ACS Omega. 2023 Jun 1;8(23):20881-20891. doi: 10.1021/acsomega.3c01641. eCollection 2023 Jun 13.

Abstract

The B-rapidly accelerated fibrosarcoma (BRAF) is a proto-oncogene that plays a vital role in cell signaling and growth regulation. Identifying a potent BRAF inhibitor can enhance therapeutic success in high-stage cancers, particularly metastatic melanoma. In this study, we proposed a stacking ensemble learning framework for the accurate prediction of BRAF inhibitors. We obtained 3857 curated molecules with BRAF inhibitory activity expressed as a predicted half-maximal inhibitory concentration value (pIC50) from the ChEMBL database. Twelve molecular fingerprints from PaDeL-Descriptor were calculated for model training. Three machine learning algorithms including extreme gradient boosting, support vector regression, and multilayer perceptron were utilized for constructing new predictive features (PFs).
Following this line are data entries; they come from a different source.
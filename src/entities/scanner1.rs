use async_trait::async_trait;
use chrono::{DateTime, Utc};
use sea_orm::entity::prelude::*;
use sea_orm::{ActiveValue, Set};
use serde::{Deserialize, Serialize};
use uuid::Uuid;

/// Flatbed scanner units.
#[derive(Clone, Debug, PartialEq, Eq, DeriveEntityModel, Serialize, Deserialize)]
#[sea_orm(table_name = "scanners1")]
pub struct Model {
    #[sea_orm(primary_key, auto_increment = false)]
    pub id: Uuid,
    pub brand: String,
    pub model: Option<String>,
    pub scanner_type: String,
    pub scanner_resolution: String,
    #[sea_orm(unique)]
    pub asset_tag: String,
    pub is_assigned: bool,
    pub assigned_date: Option<DateTime<Utc>>,
    pub remarks: Option<String>,
    pub asset_id: Uuid,
    pub created_at: DateTime<Utc>,
    pub updated_at: Option<DateTime<Utc>>,
}

#[derive(Copy, Clone, Debug, EnumIter, DeriveRelation)]
pub enum Relation {
    #[sea_orm(
        belongs_to = "super::asset::Entity",
        from = "Column::AssetId",
        to = "super::asset::Column::Id"
    )]
    Asset,
}

impl Related<super::asset::Entity> for Entity {
    fn to() -> RelationDef {
        Relation::Asset.def()
    }
}

#[async_trait]
impl ActiveModelBehavior for ActiveModel {
    async fn before_save<C: ConnectionTrait>(self, _db: &C, insert: bool) -> Result<Self, DbErr> {
        let mut active_model = self;
        let now = Utc::now();

        if insert {
            active_model.created_at = Set(now);
            if let ActiveValue::NotSet = active_model.id {
                active_model.id = Set(Uuid::new_v4());
            }
        }

        active_model.updated_at = Set(Some(now));

        Ok(active_model)
    }
}
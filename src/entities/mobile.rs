use async_trait::async_trait;
use chrono::{DateTime, Utc};
use sea_orm::entity::prelude::*;
use sea_orm::{ActiveValue, Set};
use serde::{Deserialize, Serialize};
use uuid::Uuid;

#[derive(Clone, Debug, PartialEq, Eq, DeriveEntityModel, Serialize, Deserialize)]
#[sea_orm(table_name = "mobiles")]
pub struct Model {
    #[sea_orm(primary_key, auto_increment = false)]
    pub id: Uuid,
    pub brand: String,
    pub model: Option<String>,
    pub processor: String,
    pub ram: String,
    pub storage: String,
    pub network_type: String,
    pub sim_type: String,
    #[sea_orm(unique)]
    pub asset_tag: String,
    pub is_assigned: bool,
    pub assigned_date: Option<DateTime<Utc>>,
    pub remarks: Option<String>,
    pub asset_id: Uuid,
    pub created_at: DateTime<Utc>,
    pub updated_at: Option<DateTime<Utc>>,
}

#[derive(Copy, Clone, Debug, EnumIter, DeriveRelation)]
pub enum Relation {
    #[sea_orm(
        belongs_to = "super::asset::Entity",
        from = "Column::AssetId",
        to = "super::asset::Column::Id"
    )]
    Asset,
}

impl Related<super::asset::Entity> for Entity {
    fn to() -> RelationDef {
        Relation::Asset.def()
    }
}

#[async_trait]
impl ActiveModelBehavior for ActiveModel {
    async fn before_save<C: ConnectionTrait>(self, _db: &C, insert: bool) -> Result<Self, DbErr> {
        let mut active_model = self;
        let now = Utc::now();

        if insert {
            active_model.created_at = Set(now);
            if let ActiveValue::NotSet = active_model.id {
                active_model.id = Set(Uuid::new_v4());
            }
        }

        active_model.updated_at = Set(Some(now));

        Ok(active_model)
    }
}
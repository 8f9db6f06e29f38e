use async_trait::async_trait;
use chrono::{DateTime, Utc};
use sea_orm::entity::prelude::*;
use sea_orm::{ActiveValue, Set};
use serde::{Deserialize, Serialize};
use uuid::Uuid;

#[derive(Clone, Debug, PartialEq, Eq, DeriveEntityModel, Serialize, Deserialize)]
#[sea_orm(table_name = "tablets")]
pub struct Model {
    #[sea_orm(primary_key, auto_increment = false)]
    pub id: Uuid,
    pub brand: String,
    pub model: Option<String>,
    pub processor: String,
    pub ram: String,
    pub storage: String,
    pub network_type: String,
    pub sim_type: String,
    pub sim_support: String,
    #[sea_orm(unique)]
    pub asset_tag: String,
    pub is_assigned: bool,
    pub assigned_date: Option<DateTime<Utc>>,
    pub remarks: Option<String>,
    pub asset_id: Uuid,
    pub created_at: DateTime<Utc>,
    pub updated_at: Option<DateTime<Utc>>,
}

#[derive(Copy, Clone, Debug, EnumIter, DeriveRelation)]
pub enum Relation {
    #[sea_orm(
        belongs_to = "super::asset::Entity",
        from = "Column::AssetId",
        to = "super::asset::Column::Id"
    )]
    Asset,
}

impl Related<super::asset::Entity> for Entity {
    fn to() -> RelationDef {
        Relation::Asset.def()
    }
}

#[async_trait]
impl ActiveModelBehavior for ActiveModel {
    async fn before_save<C: ConnectionTrait>(self, _db: &C, insert: bool) -> Result<Self, DbErr> {
        let mut active_model = self;
        let now = Utc::now();

        if insert {
            active_model.created_at = Set(now);
            if let ActiveValue::NotSet = active_model.id {
                active_model.id = Set(Uuid::new_v4());
            }
        }

        active_model.updated_at = Set(Some(now));

        Ok(active_model)
    }
}
mod m20240601_000002_create_inventory_unit_tables {
    use sea_orm_migration::prelude::*;

    pub struct Migration;

    impl MigrationName for Migration {
        fn name(&self) -> &str {
            "m20240601_000002_create_inventory_unit_tables"
        }
    }

    /// The nine unit tables share their assignment columns and differ only
    /// in the spec columns, so they are stamped out from one builder.
    const UNIT_TABLES: &[(&str, &[&str])] = &[
        ("laptops", &["processor", "ram", "storage", "operating_system"]),
        ("desktops", &["processor", "ram", "storage", "operating_system"]),
        (
            "mobiles",
            &["processor", "ram", "storage", "network_type", "sim_type"],
        ),
        (
            "tablets",
            &[
                "processor",
                "ram",
                "storage",
                "network_type",
                "sim_type",
                "sim_support",
            ],
        ),
        ("printers", &["printer_type", "paper_size", "dpi"]),
        ("scanners1", &["scanner_type", "scanner_resolution"]),
        ("scanners2", &["scanner_type", "scanner_resolution"]),
        ("scanners3", &["scanner_type", "scanner_resolution"]),
        ("barcode_scanners", &["scan_type", "technology"]),
    ];

    fn unit_table(name: &str, specs: &[&str]) -> TableCreateStatement {
        let mut stmt = Table::create();
        stmt.table(Alias::new(name))
            .if_not_exists()
            .col(
                ColumnDef::new(Alias::new("id"))
                    .uuid()
                    .primary_key()
                    .not_null(),
            )
            .col(ColumnDef::new(Alias::new("brand")).string().not_null())
            .col(ColumnDef::new(Alias::new("model")).string().null());

        for spec in specs {
            stmt.col(ColumnDef::new(Alias::new(*spec)).string().not_null());
        }

        stmt.col(
            ColumnDef::new(Alias::new("asset_tag"))
                .string()
                .not_null()
                .unique_key(),
        )
        .col(
            ColumnDef::new(Alias::new("is_assigned"))
                .boolean()
                .not_null()
                .default(false),
        )
        .col(
            ColumnDef::new(Alias::new("assigned_date"))
                .timestamp_with_time_zone()
                .null(),
        )
        .col(ColumnDef::new(Alias::new("remarks")).string().null())
        .col(ColumnDef::new(Alias::new("asset_id")).uuid().not_null())
        .col(
            ColumnDef::new(Alias::new("created_at"))
                .timestamp_with_time_zone()
                .not_null(),
        )
        .col(
            ColumnDef::new(Alias::new("updated_at"))
                .timestamp_with_time_zone()
                .null(),
        );

        stmt.to_owned()
    }

    #[async_trait::async_trait]
    impl MigrationTrait for Migration {
        async fn up(&self, manager: &SchemaManager) -> Result<(), DbErr> {
            for (name, specs) in UNIT_TABLES {
                manager.create_table(unit_table(name, specs)).await?;
            }
            Ok(())
        }

        async fn down(&self, manager: &SchemaManager) -> Result<(), DbErr> {
            for (name, _) in UNIT_TABLES {
                manager
                    .drop_table(Table::drop().table(Alias::new(*name)).to_owned())
                    .await?;
            }
            Ok(())
        }
    }
}

mod m20240601_000003_create_asset_request_tables {
    use sea_orm_migration::prelude::*;

    pub struct Migration;

    impl MigrationName for Migration {
        fn name(&self) -> &str {
            "m20240601_000003_create_asset_request_tables"
        }
    }

    #[async_trait::async_trait]
    impl MigrationTrait for Migration {
        async fn up(&self, manager: &SchemaManager) -> Result<(), DbErr> {
            manager
                .create_table(
                    Table::create()
                        .table(AssetRequests::Table)
                        .if_not_exists()
                        .col(
                            ColumnDef::new(AssetRequests::Id)
                                .uuid()
                                .primary_key()
                                .not_null(),
                        )
                        .col(ColumnDef::new(AssetRequests::UserId).uuid().not_null())
                        .col(ColumnDef::new(AssetRequests::UserEmail).string().not_null())
                        .col(ColumnDef::new(AssetRequests::LocationId).uuid().not_null())
                        .col(
                            ColumnDef::new(AssetRequests::RequestDate)
                                .timestamp_with_time_zone()
                                .not_null(),
                        )
                        .col(
                            ColumnDef::new(AssetRequests::Status)
                                .string()
                                .not_null()
                                .default("pending"),
                        )
                        .col(ColumnDef::new(AssetRequests::Message).text().null())
                        .col(
                            ColumnDef::new(AssetRequests::CreatedAt)
                                .timestamp_with_time_zone()
                                .not_null(),
                        )
                        .col(
                            ColumnDef::new(AssetRequests::UpdatedAt)
                                .timestamp_with_time_zone()
                                .null(),
                        )
                        .to_owned(),
                )
                .await?;

            manager
                .create_table(
                    Table::create()
                        .table(AssetRequestItems::Table)
                        .if_not_exists()
                        .col(
                            ColumnDef::new(AssetRequestItems::Id)
                                .uuid()
                                .primary_key()
                                .not_null(),
                        )
                        .col(
                            ColumnDef::new(AssetRequestItems::AssetRequestId)
                                .uuid()
                                .not_null(),
                        )
                        .col(ColumnDef::new(AssetRequestItems::AssetId).uuid().not_null())
                        .col(
                            ColumnDef::new(AssetRequestItems::RequestedQuantity)
                                .integer()
                                .not_null(),
                        )
                        .col(
                            ColumnDef::new(AssetRequestItems::ApprovedQuantity)
                                .integer()
                                .null(),
                        )
                        .col(
                            ColumnDef::new(AssetRequestItems::PartialReason)
                                .string()
                                .null(),
                        )
                        .col(ColumnDef::new(AssetRequestItems::Brand).string().null())
                        .col(ColumnDef::new(AssetRequestItems::Processor).string().null())
                        .col(ColumnDef::new(AssetRequestItems::Storage).string().null())
                        .col(ColumnDef::new(AssetRequestItems::Ram).string().null())
                        .col(
                            ColumnDef::new(AssetRequestItems::OperatingSystem)
                                .string()
                                .null(),
                        )
                        .col(
                            ColumnDef::new(AssetRequestItems::NetworkType)
                                .string()
                                .null(),
                        )
                        .col(ColumnDef::new(AssetRequestItems::SimType).string().null())
                        .col(ColumnDef::new(AssetRequestItems::SimSupport).string().null())
                        .col(
                            ColumnDef::new(AssetRequestItems::PrinterType)
                                .string()
                                .null(),
                        )
                        .col(ColumnDef::new(AssetRequestItems::PaperSize).string().null())
                        .col(ColumnDef::new(AssetRequestItems::Dpi).string().null())
                        .col(
                            ColumnDef::new(AssetRequestItems::ScannerType)
                                .string()
                                .null(),
                        )
                        .col(
                            ColumnDef::new(AssetRequestItems::ScannerResolution)
                                .string()
                                .null(),
                        )
                        .col(ColumnDef::new(AssetRequestItems::ScanType).string().null())
                        .col(ColumnDef::new(AssetRequestItems::Technology).string().null())
                        .col(
                            ColumnDef::new(AssetRequestItems::CreatedAt)
                                .timestamp_with_time_zone()
                                .not_null(),
                        )
                        .col(
                            ColumnDef::new(AssetRequestItems::UpdatedAt)
                                .timestamp_with_time_zone()
                                .null(),
                        )
                        .foreign_key(
                            ForeignKey::create()
                                .name("fk_request_items_request")
                                .from(AssetRequestItems::Table, AssetRequestItems::AssetRequestId)
                                .to(AssetRequests::Table, AssetRequests::Id)
                                .on_delete(ForeignKeyAction::Cascade),
                        )
                        .to_owned(),
                )
                .await
        }

        async fn down(&self, manager: &SchemaManager) -> Result<(), DbErr> {
            manager
                .drop_table(Table::drop().table(AssetRequestItems::Table).to_owned())
                .await?;
            manager
                .drop_table(Table::drop().table(AssetRequests::Table).to_owned())
                .await
        }
    }

    #[derive(Iden)]
    pub enum AssetRequests {
        Table,
        Id,
        UserId,
        UserEmail,
        LocationId,
        RequestDate,
        Status,
        Message,
        CreatedAt,
        UpdatedAt,
    }

    #[derive(Iden)]
    pub enum AssetRequestItems {
        Table,
        Id,
        AssetRequestId,
        AssetId,
        RequestedQuantity,
        ApprovedQuantity,
        PartialReason,
        Brand,
        Processor,
        Storage,
        Ram,
        OperatingSystem,
        NetworkType,
        SimType,
        SimSupport,
        PrinterType,
        PaperSize,
        Dpi,
        ScannerType,
        ScannerResolution,
        ScanType,
        Technology,
        CreatedAt,
        UpdatedAt,
    }
}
The meta-ensemble random forest regression, called StackBRAF, was created based on the 36 PFs. The StackBRAF model achieves lower mean absolute error (MAE) and higher coefficient of determination (R2 and Q2) than the individual baseline models. The stacking ensemble learning model provides good y-randomization results, indicating a strong correlation between molecular features and pIC50. An applicability domain of the model with an acceptable Tanimoto similarity score was also defined. Moreover, a large-scale high-throughput screening of 2123 FDA-approved drugs against the BRAF protein was successfully demonstrated using the StackBRAF algorithm. Thus, the StackBRAF model proved beneficial as a drug design algorithm for BRAF inhibitor drug discovery and drug development.